INFORMATION PROVIDED =>

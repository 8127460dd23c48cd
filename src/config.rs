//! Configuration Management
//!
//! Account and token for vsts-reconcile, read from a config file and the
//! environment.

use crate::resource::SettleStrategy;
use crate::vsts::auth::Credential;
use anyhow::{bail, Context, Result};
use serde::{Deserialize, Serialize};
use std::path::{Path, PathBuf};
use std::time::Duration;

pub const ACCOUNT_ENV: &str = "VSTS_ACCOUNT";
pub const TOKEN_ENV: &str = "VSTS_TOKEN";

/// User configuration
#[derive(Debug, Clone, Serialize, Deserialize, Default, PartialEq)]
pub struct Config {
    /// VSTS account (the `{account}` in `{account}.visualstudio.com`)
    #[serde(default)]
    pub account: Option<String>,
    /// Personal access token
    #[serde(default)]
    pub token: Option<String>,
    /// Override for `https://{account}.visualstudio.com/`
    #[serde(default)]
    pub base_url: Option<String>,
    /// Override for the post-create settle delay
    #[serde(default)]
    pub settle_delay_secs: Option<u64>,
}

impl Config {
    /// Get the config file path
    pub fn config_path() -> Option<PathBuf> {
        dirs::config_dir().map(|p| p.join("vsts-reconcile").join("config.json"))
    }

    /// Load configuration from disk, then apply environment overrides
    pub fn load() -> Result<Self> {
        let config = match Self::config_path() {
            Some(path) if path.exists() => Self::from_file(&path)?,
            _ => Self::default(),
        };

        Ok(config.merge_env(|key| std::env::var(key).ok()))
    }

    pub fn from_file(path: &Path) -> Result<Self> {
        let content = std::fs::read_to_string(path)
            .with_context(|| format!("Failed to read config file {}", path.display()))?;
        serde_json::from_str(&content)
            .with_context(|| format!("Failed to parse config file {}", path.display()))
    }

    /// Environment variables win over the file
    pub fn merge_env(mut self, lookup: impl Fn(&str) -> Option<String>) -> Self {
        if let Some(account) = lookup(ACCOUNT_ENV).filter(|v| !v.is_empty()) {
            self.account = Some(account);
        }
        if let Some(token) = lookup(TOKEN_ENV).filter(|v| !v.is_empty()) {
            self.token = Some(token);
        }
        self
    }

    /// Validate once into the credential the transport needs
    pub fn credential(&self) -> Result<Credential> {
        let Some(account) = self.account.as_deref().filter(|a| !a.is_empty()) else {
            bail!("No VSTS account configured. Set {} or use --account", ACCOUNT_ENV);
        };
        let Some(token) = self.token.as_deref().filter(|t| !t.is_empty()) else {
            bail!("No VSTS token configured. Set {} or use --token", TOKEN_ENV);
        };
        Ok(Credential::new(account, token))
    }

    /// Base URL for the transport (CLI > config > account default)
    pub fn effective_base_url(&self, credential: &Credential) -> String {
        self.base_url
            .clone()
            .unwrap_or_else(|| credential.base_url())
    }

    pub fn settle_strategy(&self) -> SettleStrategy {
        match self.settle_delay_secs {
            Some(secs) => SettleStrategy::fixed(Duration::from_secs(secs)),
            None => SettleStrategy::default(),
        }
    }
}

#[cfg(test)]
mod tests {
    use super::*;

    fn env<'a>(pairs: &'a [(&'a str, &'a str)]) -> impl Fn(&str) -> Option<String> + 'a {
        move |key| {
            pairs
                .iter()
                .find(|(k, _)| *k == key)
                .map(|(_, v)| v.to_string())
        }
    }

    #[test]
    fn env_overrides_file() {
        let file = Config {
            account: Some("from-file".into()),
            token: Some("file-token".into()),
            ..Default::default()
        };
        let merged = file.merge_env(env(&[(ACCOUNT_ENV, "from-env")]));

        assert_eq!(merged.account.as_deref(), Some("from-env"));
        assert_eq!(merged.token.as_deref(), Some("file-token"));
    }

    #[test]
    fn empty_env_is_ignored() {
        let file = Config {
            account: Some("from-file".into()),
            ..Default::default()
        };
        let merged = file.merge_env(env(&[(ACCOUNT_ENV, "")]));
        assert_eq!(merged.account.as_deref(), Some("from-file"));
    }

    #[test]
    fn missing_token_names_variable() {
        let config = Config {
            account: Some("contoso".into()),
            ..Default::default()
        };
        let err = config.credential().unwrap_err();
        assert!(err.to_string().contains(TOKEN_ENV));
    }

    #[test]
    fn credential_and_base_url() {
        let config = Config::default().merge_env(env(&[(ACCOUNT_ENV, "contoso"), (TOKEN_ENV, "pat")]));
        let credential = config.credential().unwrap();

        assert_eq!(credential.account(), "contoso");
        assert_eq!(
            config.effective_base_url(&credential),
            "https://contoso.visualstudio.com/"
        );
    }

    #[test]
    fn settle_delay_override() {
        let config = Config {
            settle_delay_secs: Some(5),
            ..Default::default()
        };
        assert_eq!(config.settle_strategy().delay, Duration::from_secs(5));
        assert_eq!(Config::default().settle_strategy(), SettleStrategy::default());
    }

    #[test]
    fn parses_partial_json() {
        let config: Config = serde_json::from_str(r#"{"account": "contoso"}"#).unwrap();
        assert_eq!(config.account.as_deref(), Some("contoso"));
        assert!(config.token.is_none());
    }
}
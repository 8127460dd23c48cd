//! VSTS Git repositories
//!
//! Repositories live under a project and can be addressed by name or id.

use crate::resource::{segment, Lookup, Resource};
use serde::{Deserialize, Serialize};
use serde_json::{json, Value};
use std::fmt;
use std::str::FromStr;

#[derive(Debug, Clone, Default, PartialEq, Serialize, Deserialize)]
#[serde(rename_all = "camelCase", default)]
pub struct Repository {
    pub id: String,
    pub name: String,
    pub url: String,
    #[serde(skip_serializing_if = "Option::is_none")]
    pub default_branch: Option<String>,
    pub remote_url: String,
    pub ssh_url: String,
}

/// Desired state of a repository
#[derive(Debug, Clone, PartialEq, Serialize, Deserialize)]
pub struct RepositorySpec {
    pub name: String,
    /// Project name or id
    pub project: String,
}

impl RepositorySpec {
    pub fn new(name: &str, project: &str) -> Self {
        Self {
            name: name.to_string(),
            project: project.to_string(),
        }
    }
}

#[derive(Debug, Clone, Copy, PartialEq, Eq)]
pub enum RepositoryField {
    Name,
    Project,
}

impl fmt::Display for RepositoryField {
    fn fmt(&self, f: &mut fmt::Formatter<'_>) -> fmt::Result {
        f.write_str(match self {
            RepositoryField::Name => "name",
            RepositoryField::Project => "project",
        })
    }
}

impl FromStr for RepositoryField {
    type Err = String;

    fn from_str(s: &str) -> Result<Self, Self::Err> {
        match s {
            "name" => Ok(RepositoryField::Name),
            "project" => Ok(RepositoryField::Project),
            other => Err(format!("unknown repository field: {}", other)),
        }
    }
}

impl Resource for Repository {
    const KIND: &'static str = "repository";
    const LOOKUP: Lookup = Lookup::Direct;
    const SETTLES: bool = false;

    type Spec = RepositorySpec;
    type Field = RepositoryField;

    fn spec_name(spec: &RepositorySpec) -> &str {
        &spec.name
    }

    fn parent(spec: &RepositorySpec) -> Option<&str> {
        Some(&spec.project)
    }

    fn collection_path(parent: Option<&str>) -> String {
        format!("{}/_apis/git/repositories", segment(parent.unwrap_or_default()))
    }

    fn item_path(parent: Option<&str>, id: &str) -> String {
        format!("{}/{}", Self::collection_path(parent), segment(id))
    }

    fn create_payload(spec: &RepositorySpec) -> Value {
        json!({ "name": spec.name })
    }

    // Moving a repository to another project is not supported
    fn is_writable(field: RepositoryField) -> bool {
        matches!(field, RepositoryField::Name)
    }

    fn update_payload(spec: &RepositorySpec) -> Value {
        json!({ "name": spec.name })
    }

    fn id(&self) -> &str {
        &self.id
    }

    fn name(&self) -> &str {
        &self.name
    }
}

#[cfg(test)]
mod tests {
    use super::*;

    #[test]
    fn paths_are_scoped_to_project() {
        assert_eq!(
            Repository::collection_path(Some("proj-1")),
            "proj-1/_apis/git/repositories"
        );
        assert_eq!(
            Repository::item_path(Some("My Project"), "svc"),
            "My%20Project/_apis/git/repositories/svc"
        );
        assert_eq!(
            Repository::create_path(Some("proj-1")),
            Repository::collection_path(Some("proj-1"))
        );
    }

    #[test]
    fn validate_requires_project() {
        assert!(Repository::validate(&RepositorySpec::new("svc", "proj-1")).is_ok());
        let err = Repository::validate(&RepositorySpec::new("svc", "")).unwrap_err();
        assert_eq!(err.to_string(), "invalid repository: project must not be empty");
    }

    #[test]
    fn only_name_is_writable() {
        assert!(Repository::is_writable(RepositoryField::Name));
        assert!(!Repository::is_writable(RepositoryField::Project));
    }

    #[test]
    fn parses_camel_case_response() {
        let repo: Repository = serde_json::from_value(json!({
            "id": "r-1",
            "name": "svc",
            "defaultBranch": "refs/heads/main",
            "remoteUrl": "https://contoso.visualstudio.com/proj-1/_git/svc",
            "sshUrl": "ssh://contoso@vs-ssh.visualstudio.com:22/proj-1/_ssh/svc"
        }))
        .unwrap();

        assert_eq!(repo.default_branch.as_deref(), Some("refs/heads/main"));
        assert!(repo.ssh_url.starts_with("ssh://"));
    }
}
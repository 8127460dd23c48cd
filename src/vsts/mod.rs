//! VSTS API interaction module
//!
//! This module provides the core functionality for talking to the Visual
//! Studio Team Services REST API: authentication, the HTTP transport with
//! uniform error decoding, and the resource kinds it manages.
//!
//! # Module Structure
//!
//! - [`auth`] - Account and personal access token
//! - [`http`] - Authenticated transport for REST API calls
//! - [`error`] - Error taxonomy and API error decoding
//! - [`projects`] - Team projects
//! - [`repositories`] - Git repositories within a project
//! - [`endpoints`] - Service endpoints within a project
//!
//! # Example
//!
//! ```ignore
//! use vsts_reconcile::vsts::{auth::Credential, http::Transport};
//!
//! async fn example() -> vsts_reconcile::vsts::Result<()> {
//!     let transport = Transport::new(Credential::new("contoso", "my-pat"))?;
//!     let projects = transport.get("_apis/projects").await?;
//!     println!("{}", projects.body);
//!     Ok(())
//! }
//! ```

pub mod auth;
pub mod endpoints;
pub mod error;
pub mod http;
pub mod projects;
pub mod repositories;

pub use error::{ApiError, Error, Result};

WHAT THE TASK REQUIRES => Among the lines of the material above, find those with the word "access". Copy each one.

REPLY =>
    /// Personal access token
//! - [`auth`] - Account and personal access token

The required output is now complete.